Patients with prostate cancer who elect definitive radiotherapy have limited options for salvage therapy for isolated local failure. Moreover, first line, definitive management of early stage prostate cancer with either surgery or ionizing radiation therapy has significant associated morbidities due to the proximity of normal structures such as nerves, bladder and rectum. The intrinsic limitation in the range of PDT-mediated damage imposed by visible light has the potential to selectively treat the prostate while sparing the surrounding normal tissues. By adapting the techniques developed for interstitial brachytherapy with radioactive seeds, light can be delivered to the entire prostate gland using interstitial cylindrically diffusing optical fibers. Unlike chemotherapy or radiation therapy, the mechanism of cell killing by PDT is not dependent on DNA damage or cell cycle effects, decreasing the chances of therapy cross resistance and eliminating late normal tissue effects such as second malignancy. All of these factors combine to make prostate cancer an attractive target for clinical trial development.
Several groups have published clinical trial results for prostate PDT using second generation PS. In a pilot study of mTHPC-mediated PDT, 14 patients who experience biopsy confirmed local failure following definitive radiotherapy for early stage prostate cancer were treated using up to 8 implanted interstitial cylindrically diffusing optical fibers.189 Of these patients, 13 were considered to have received a high light dose (≥50 J/cm2). Response of prostate specific antigen to therapy was observed in 9 patients and a complete pathologic response was observed in 5 patients. One patient developed a urorectal fistula after a rectal biopsy was performed 1 month following PDT. Four patients developed stress incontinence and four patients developed decreased erectile function. In a follow-up report of definitive mTHPC-mediated PDT as first line therapy, six patients with organ confined, Gleason 6 adenocarcinoma of the prostate, were treated with 4-8 interstitial fibers with implants designed to cover only the areas of the prostate with biopsy proven disease.190 Four of these patients had a second PDT treatment due to biopsy confirmed persistent disease at 3 month follow-up. While the treatment was relatively well tolerated, and all patients showed evidence of necrosis on post-procedure imaging or biopsy, all 6 patients had biopsy confirmed residual disease after PDT.
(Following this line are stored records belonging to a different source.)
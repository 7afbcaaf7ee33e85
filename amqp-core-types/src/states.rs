//! Definition of connection state

use std::fmt::Display;

/// Connection states as defined in the AMQP 1.0 Protocol Part 2.4.6
#[derive(Debug, Clone, Copy, PartialEq, Eq, Hash, Default)]
pub enum ConnectionState {
    /// In this state a connection exists, but nothing has been sent or received. This is the state an
    /// implementation would be in immediately after performing a socket connect or socket accept
    #[default]
    Start,

    /// In this state the connection header has been received from the peer but a connection header
    /// has not been sent.
    HeaderReceived,

    /// In this state the connection header has been sent to the peer but no connection header has
    /// been received.
    HeaderSent,

    /// In this state the connection header has been sent to the peer and a connection header has
    /// been received from the peer.
    HeaderExchanged,

    /// In this state both the connection header and the open frame have been sent but nothing has
    /// been received.
    OpenPipe,

    /// In this state, the connection header, the open frame, any pipelined connection traffic, and
    /// the close frame have been sent but nothing has been received.
    OpenClosePipe,

    /// In this state the connection headers have been exchanged. An open frame has been received
    /// from the peer but an open frame has not been sent.
    OpenReceived,

    /// In this state the connection headers have been exchanged. An open frame has been sent
    /// to the peer but no open frame has yet been received.
    OpenSent,

    /// In this state the connection headers have been exchanged. An open frame, any pipelined
    /// connection traffic, and the close frame have been sent but no open frame has yet been
    /// received from the peer.
    ClosePipe,

    /// In this state the connection header and the open frame have been both sent and received.
    Opened,

    /// In this state a close frame has been received indicating that the peer has initiated an AMQP
    /// close. No further frames are expected to arrive on the connection; however, frames can still
    /// be sent. If desired, an implementation MAY do a TCP half-close at this point to shut down
    /// the read side of the connection.
    CloseReceived,

    /// In this state a close frame has been sent to the peer. It is illegal to write anything more
    /// onto the connection, however there could potentially still be incoming frames. If desired,
    /// an implementation MAY do a TCP half-close at this point to shutdown the write side of the
    /// connection.
    CloseSent,

    /// The DISCARDING state is a variant of the CLOSE SENT state where the close is triggered
    /// by an error. In this case any incoming frames on the connection MUST be silently discarded
    /// until the peer’s close frame is received.
    Discarding,

    /// The byte transport failed or the peer sent something other than a valid protocol header.
    /// Nothing more is read or written.
    Error,

    /// In this state it is illegal for either endpoint to write anything more onto the connection. The
    /// connection can be safely closed and discarded.
    End,
}

impl ConnectionState {
    /// Returns true once nothing more can be sent on the connection
    pub fn is_terminal(&self) -> bool {
        matches!(self, ConnectionState::End | ConnectionState::Error)
    }

    /// Returns true if a close frame has been sent, including pipelined closes
    pub fn is_close_sent(&self) -> bool {
        matches!(
            self,
            ConnectionState::CloseSent
                | ConnectionState::Discarding
                | ConnectionState::ClosePipe
                | ConnectionState::OpenClosePipe
        )
    }
}

impl Display for ConnectionState {
    fn fmt(&self, f: &mut std::fmt::Formatter<'_>) -> std::fmt::Result {
        let s = match self {
            ConnectionState::Start => "START",
            ConnectionState::HeaderReceived => "HDR_RCVD",
            ConnectionState::HeaderSent => "HDR_SENT",
            ConnectionState::HeaderExchanged => "HDR_EXCH",
            ConnectionState::OpenPipe => "OPEN_PIPE",
            ConnectionState::OpenClosePipe => "OC_PIPE",
            ConnectionState::OpenReceived => "OPEN_RCVD",
            ConnectionState::OpenSent => "OPEN_SENT",
            ConnectionState::ClosePipe => "CLOSE_PIPE",
            ConnectionState::Opened => "OPENED",
            ConnectionState::CloseReceived => "CLOSE_RCVD",
            ConnectionState::CloseSent => "CLOSE_SENT",
            ConnectionState::Discarding => "DISCARDING",
            ConnectionState::Error => "ERROR",
            ConnectionState::End => "END",
        };
        f.write_str(s)
    }
}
Another group has studied Motexafin Lutetium (MLu) as a photosensitizer for prostate PDT.191-192 In the Phase I trial, 17 patients with biopsy confirmed, locally recurrent prostate adenocarcinoma following definitive radiotherapy were treated with increasing doses of 732 nm (red) light using interstitial fibers. The primary goal of this trial was to determine the maximally tolerated dose and dose limiting toxicities of MLu-mediated prostate PDT, and one important secondary goal was to begin to develop the capability to perform real-time measurements of tissue optical properties, tissue levels of oxygen and photosensitizer to eventually allow real-time light fluence modulation that would provide a more homogenous dose of PDT to the entire prostate gland. As in the mTHPC study, one patient developed a urorectal fistula that was attributed to inhomogeneity of light dose. The remainder of toxicities observed in these patients was mild to moderate and consisted of urinary toxicities, including stress incontinence. Although not designed to measure efficacy, a significant difference was found in time to biochemical failure (prostate specific antigen recurrence) between the low and high PDT dose cohorts, providing some evidence of biochemical and pathologic disease response to PDT.
Another group has investigated vascular-targeted PDT using Pd-bacteriopheophorbide (Padoporfin, Tookad) mediated PDT and a short drug-light interval. In the phase I trial, 24 patients with biopsy confirmed local failure following definitive radiotherapy for prostate adenocarcinoma were treated with Padoporfin-mediated PDT using 2 interstitial fibers.193-194 This study demonstrated that vascular-targeted PDT could be safely performed in this patient population. In the follow-up phase II study, 28 patients were treated with increasing light doses.195 After 6 months of follow-up, less residual cancer was noted on biopsy as the light dose increased. All had negative biopsies at follow-up if >60% of the prostate was determined to be avascular by post-PDT magnetic resonance imaging (MRI). Toxicities were significant, with 2 patients developing urethrorectal fisulas. This study demonstrated the potential for pathologic complete response over a short-term follow up. Together, these studies suggest that while prostate PDT is feasible, comprehensive treatment of the entire gland will be necessary and improved techniques and dosimetry will be critical in providing an acceptable toxicity profile.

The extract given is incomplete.